Los habitantes locales generalmente creen que los inmigrantes son responsables por los crecientes niveles de criminalidad, y han encasillado a las nacionalidades en ciertos roles. Se cree, por ejemplo, que los nigerianos controlan el comercio de la droga, los mozambiqueños están involucrados en sindicatos de robo de autos y las mujeres de Zimbabwe son la fuente mayor de prostitución.

Según un libro reciente, titulado "Más allá de las fronteras", "el idioma neutro, sin género, usado por los funcionarios, investigadores y medios de comunicación para describir a los inmigrantes, aunque pretende no ser sexista, funciona en forma eficaz como factor de discriminación contra la mujer". Publicado por el Proyecto de Migración Sudafricano (SAMP) contiene un capítulo sobre el género y la migración donde revela varios patrones interesantes sobre mujeres provenientes, fundamentalmente de Lesotho, Mozambique y Zimbabwe. La investigación demostró que tienen muchas menos oportunidades de empleo que los hombres. Reconoce que la migración femenina es cada vez más "independiente", en oposición a las que ingresan como esposas o novias. Están en una variedad de campos de actividad, desde comerciantes a trabajadoras domésticas, de prostitutas a camareras. Se detectó que ambos sexos tienen la preocupación de que podrían resultar lastimados o ser víctimas de crímenes, y coinciden en la percepción de los sudafricanos sobre los extranjeros. Un estudio del SAMP determinó que el veinticinco por ciento de la opinión pública sudafricana apoya la prohibición total de la inmigración al país.

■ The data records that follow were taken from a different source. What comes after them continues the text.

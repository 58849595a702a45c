use super::error::Result;
use crate::{
    front_end::{ast::VName, Ast, Topology},
    types::VLabel,
};
use itertools::Itertools;
use pest::Parser;
use pest_derive::Parser;

pub type PatternRule = Rule;

#[derive(Parser)]
#[grammar = "front_end/grammar.pest"]
struct PatternParser;

pub fn parse(input: &str) -> Result<Ast> {
    let mut ast = Ast::default();
    for pair in PatternParser::parse(Rule::stat, input)? {
        match pair.as_rule() {
            Rule::vertices_stat => ast.set_vertices(parse_vertices_stat(pair)?),
            Rule::arcs_stat => ast.add_topology(Topology::Arcs(parse_arcs_stat(pair)?)),
            Rule::clique_stat => ast.add_topology(Topology::Clique),
            Rule::EOI => {}
            _ => unreachable!(),
        }
    }
    Ok(ast)
}

fn parse_vertices_stat(pair: pest::iterators::Pair<Rule>) -> Result<Vec<(VName, VLabel)>> {
    let mut vertices = vec![];
    for (name, vlabel) in pair.into_inner().tuples() {
        vertices.push((parse_ident(&name)?, parse_label(&vlabel)?));
    }
    Ok(vertices)
}

fn parse_arcs_stat(pair: pest::iterators::Pair<Rule>) -> Result<Vec<(VName, VName)>> {
    let mut arcs = vec![];
    for (src, dst) in pair.into_inner().tuples() {
        arcs.push((parse_ident(&src)?, parse_ident(&dst)?));
    }
    Ok(arcs)
}

fn parse_ident(pair: &pest::iterators::Pair<Rule>) -> Result<VName> {
    pair.as_str()[1..]
        .parse()
        .map_err(|_| custom_error(pair, "vertex name out of range"))
}

fn parse_label(pair: &pest::iterators::Pair<Rule>) -> Result<VLabel> {
    pair.as_str()
        .parse()
        .map_err(|_| custom_error(pair, "label out of range"))
}

fn custom_error(pair: &pest::iterators::Pair<Rule>, message: &str) -> pest::error::Error<Rule> {
    pest::error::Error::new_from_span(
        pest::error::ErrorVariant::CustomError {
            message: String::from(message),
        },
        pair.as_span(),
    )
}

#[cfg(test)]
mod tests {
    use super::*;

    #[test]
    fn test_arcs() {
        assert_eq!(
            parse(
                "\
(pattern (vertices (u1 0) (u2 1) (u3 -2))
         (arcs (u1 u2) (u2 u3)))
"
            ),
            Ok(Ast::new(
                vec![(1, 0), (2, 1), (3, -2)],
                vec![Topology::Arcs(vec![(1, 2), (2, 3)])]
            ))
        );
    }

    #[test]
    fn test_clique() {
        assert_eq!(
            parse(
                "\
; a labeled triangle
(pattern (vertices (u0 0) (u1 1) (u2 2))
         (clique))
"
            ),
            Ok(Ast::new(
                vec![(0, 0), (1, 1), (2, 2)],
                vec![Topology::Clique]
            ))
        );
    }

    #[test]
    fn test_no_topology() {
        assert_eq!(
            parse("(pattern (vertices (u7 3)))"),
            Ok(Ast::new(vec![(7, 3)], vec![]))
        );
    }

    #[test]
    fn test_syntax_error() {
        assert!(parse("(pattern (arcs (u1 u2)))").is_err());
        assert!(parse("(pattern (vertices (v1 0)))").is_err());
        assert!(parse("(pattern (vertices (u1 0))) trailing").is_err());
        assert!(parse("(pattern (vertices (u1 99999999999999999999)))").is_err());
    }
}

Son golpeadas, se les niega un sueldo mínimo, son violadas en celdas de la policía y se las escupe por la calle por ser "kwere-kwere" (término despectivo que significa extranjero). Como la mayoría de los inmigrantes son deportados semanalmente y con demasiada frecuencia su difícil situación es ignorada.

(1) No es su nombre real.


Khadija Magardie es reportera del periódico Mail and Guardian de Johannesburgo, Sudáfrica.